Just as many of the flowers that we commonly see are not native species (flowers that grow in the surrounding area), especially given how many are imported and dyed artificially, many of the flowers in the city of Edinburgh were not native species—only those in the flower shops were dyed antically though. The majority of flowers could be found in baskets outside people’s windows or outside in little parks—with one major exception: the RoyalBotanical Gardens of Edinburgh. The Botanics, as its called, is a scientific center for the study of plants, their diversity, and conservation; furthermore, the area doubles as popular tourist attraction for flora lovers, a popular date location for couples, a walking area for families. Founded as a garden to grow medicinal plants, today it occupies 70 acres in the city Edinburgh, and there are additional Garden sites in Dawyck, Logan and Benmore. The collection in the Gardens contains more than 13,302 plant species, whilst the herbarium contains in excess of three million preserved specimens. When walking through the Gardens, I was astounded by the thousands of species from all around the globe—all the many colors, many fragrances, and many sizes, from small flowers, to large plants, to scruffy bushes, to towering trees.

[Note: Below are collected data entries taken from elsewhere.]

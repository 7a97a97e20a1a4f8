//! Parent selection.
//!
//! # References
//!
//! - Blickle & Thiele (1996), "A Comparison of Selection Schemes used in
//!   Evolutionary Algorithms"
//! - Baker (1985), "Adaptive Selection Methods for Genetic Algorithms"

use rand::Rng;

/// Selection strategy for choosing parents.
///
/// All strategies assume **minimization** (lower fitness = better).
#[derive(Debug, Clone, Copy, PartialEq, Eq)]
#[cfg_attr(feature = "serde", derive(serde::Serialize, serde::Deserialize))]
pub enum Selection {
    /// Pick `k` individuals uniformly with replacement and keep the best.
    ///
    /// Higher `k` = stronger selection pressure.
    Tournament(usize),

    /// Fitness-proportionate selection on inverted fitness
    /// (`max − f + ε`). Infinite fitness values get the minimum weight.
    Roulette,

    /// Linear ranking: the best of `n` gets weight `n`, the worst weight 1.
    Rank,
}

impl Default for Selection {
    fn default() -> Self {
        Selection::Tournament(3)
    }
}

impl Selection {
    /// Selects a parent index given the population's fitness values.
    ///
    /// # Panics
    /// Panics if `fitness` is empty.
    pub fn select<R: Rng>(&self, fitness: &[f64], rng: &mut R) -> usize {
        assert!(!fitness.is_empty(), "cannot select from empty population");

        match self {
            Selection::Tournament(k) => tournament(fitness, *k, rng),
            Selection::Roulette => roulette(fitness, rng),
            Selection::Rank => rank(fitness, rng),
        }
    }
}

fn tournament<R: Rng>(fitness: &[f64], k: usize, rng: &mut R) -> usize {
    let k = k.max(1);
    let n = fitness.len();

    let mut best_idx = rng.random_range(0..n);
    for _ in 1..k {
        let idx = rng.random_range(0..n);
        if fitness[idx] < fitness[best_idx] {
            best_idx = idx;
        }
    }
    best_idx
}

fn roulette<R: Rng>(fitness: &[f64], rng: &mut R) -> usize {
    let n = fitness.len();
    if n == 1 {
        return 0;
    }

    let epsilon = 1e-10;
    let max_fitness = fitness
        .iter()
        .copied()
        .filter(|f| f.is_finite())
        .fold(f64::NEG_INFINITY, f64::max);

    let weights: Vec<f64> = fitness
        .iter()
        .map(|&f| {
            let w = max_fitness - f + epsilon;
            if w.is_finite() && w > 0.0 {
                w
            } else {
                epsilon
            }
        })
        .collect();

    let total: f64 = weights.iter().sum();
    if !(total > 0.0) || !total.is_finite() {
        return rng.random_range(0..n);
    }

    let threshold = rng.random_range(0.0..total);
    let mut cumulative = 0.0;
    for (i, &w) in weights.iter().enumerate() {
        cumulative += w;
        if cumulative > threshold {
            return i;
        }
    }

    n - 1 // floating-point fallback
}

fn rank<R: Rng>(fitness: &[f64], rng: &mut R) -> usize {
    let n = fitness.len();
    if n == 1 {
        return 0;
    }

    let mut order: Vec<usize> = (0..n).collect();
    order.sort_by(|&a, &b| {
        fitness[a]
            .partial_cmp(&fitness[b])
            .unwrap_or(std::cmp::Ordering::Equal)
    });

    let total = (n * (n + 1)) as f64 / 2.0;
    let threshold = rng.random_range(0.0..total);
    let mut cumulative = 0.0;
    for (rank, &idx) in order.iter().enumerate() {
        cumulative += (n - rank) as f64;
        if cumulative > threshold {
            return idx;
        }
    }

    order[n - 1]
}
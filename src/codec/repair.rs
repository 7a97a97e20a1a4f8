//! Collision repair for decoded indices.

use crate::error::{PlacementError, Result};
use crate::random::create_rng;
use rand::seq::SliceRandom;
use rand::Rng;

/// Order in which unused indices replace collisions.
#[derive(Debug, Clone, Copy, PartialEq, Eq, Default)]
#[cfg_attr(feature = "serde", derive(serde::Serialize, serde::Deserialize))]
pub enum RepairStrategy {
    /// Free indices are consumed in ascending order.
    #[default]
    Ascending,

    /// Free indices are consumed in an order shuffled by an RNG seeded with
    /// `seed`. A fresh RNG is created on every call.
    Shuffled { seed: u64 },
}

/// Repairs `indices` so that all values are distinct, using `strategy`.
///
/// # Examples
///
/// ```
/// use u_wban::codec::{repair_unique, RepairStrategy};
///
/// let fixed = repair_unique(&[0, 0, 1], 5, RepairStrategy::Ascending).unwrap();
/// assert_eq!(fixed, vec![0, 2, 1]);
/// ```
pub fn repair_unique(indices: &[usize], m: usize, strategy: RepairStrategy) -> Result<Vec<usize>> {
    match strategy {
        RepairStrategy::Ascending => repair_with_order(indices, m, |_| {}),
        RepairStrategy::Shuffled { seed } => {
            let mut rng = create_rng(seed);
            repair_unique_with(indices, m, &mut rng)
        }
    }
}

/// Repairs `indices` drawing the free-list order from a caller-owned RNG.
pub fn repair_unique_with<R: Rng>(indices: &[usize], m: usize, rng: &mut R) -> Result<Vec<usize>> {
    repair_with_order(indices, m, |free| free.shuffle(rng))
}

/// Shared repair: first occurrences stay in place, later duplicates take the
/// next value from `{0..m} \ {all original values}` after `order` arranges it.
fn repair_with_order<F>(indices: &[usize], m: usize, order: F) -> Result<Vec<usize>>
where
    F: FnOnce(&mut Vec<usize>),
{
    let d = indices.len();
    if d > m {
        return Err(PlacementError::InfeasibleCardinality {
            required: d,
            available: m,
        });
    }

    let mut present = vec![false; m];
    for (pos, &v) in indices.iter().enumerate() {
        if v >= m {
            return Err(PlacementError::invalid(format!(
                "index {v} at position {pos} is outside the pool of {m} points"
            )));
        }
        present[v] = true;
    }

    let mut free: Vec<usize> = (0..m).filter(|&i| !present[i]).collect();
    order(&mut free);
    let mut free = free.into_iter();

    let mut seen = vec![false; m];
    let mut out = Vec::with_capacity(d);
    for &v in indices {
        if seen[v] {
            // distinct(original) + free == m >= d, so the list never runs dry
            let replacement = free.next().ok_or(PlacementError::InfeasibleCardinality {
                required: d,
                available: m,
            })?;
            out.push(replacement);
        } else {
            seen[v] = true;
            out.push(v);
        }
    }
    Ok(out)
}
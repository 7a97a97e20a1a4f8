//! Global-best Particle Swarm Optimization over the unit hypercube.
//!
//! Each particle keeps a position in `[0, 1]^D`, a velocity bounded by
//! `velocity_limit`, and the best position it has visited. Every iteration:
//!
//! ```text
//! v ← w·v + c1·r1·(pbest − x) + c2·r2·(gbest − x)
//! v ← clamp(v, −vmax, vmax)
//! x ← clip(x + v, 0, 1)
//! ```
//!
//! # References
//!
//! - Kennedy & Eberhart (1995), "Particle Swarm Optimization"
//! - Shi & Eberhart (1998), "A Modified Particle Swarm Optimizer"

mod config;
mod runner;

pub use config::PsoConfig;
pub use runner::PsoRunner;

Even during my travels around Scotland, I saw very few flowers. Granted, the blooming season of most flowers has concluded by the time September rolls around; thus, I suspect many of them were simply in seed during my time there. There were a few daisies and a few dandelions that did bloom throughout the fall, and I did see many of those when exploring Scotland’s forests and streams! I can only speculate what the lush countryside may have looked like during the spring or summer, when the sun actually does shine and when the flowers in Scotland actually do get a chance to bloom.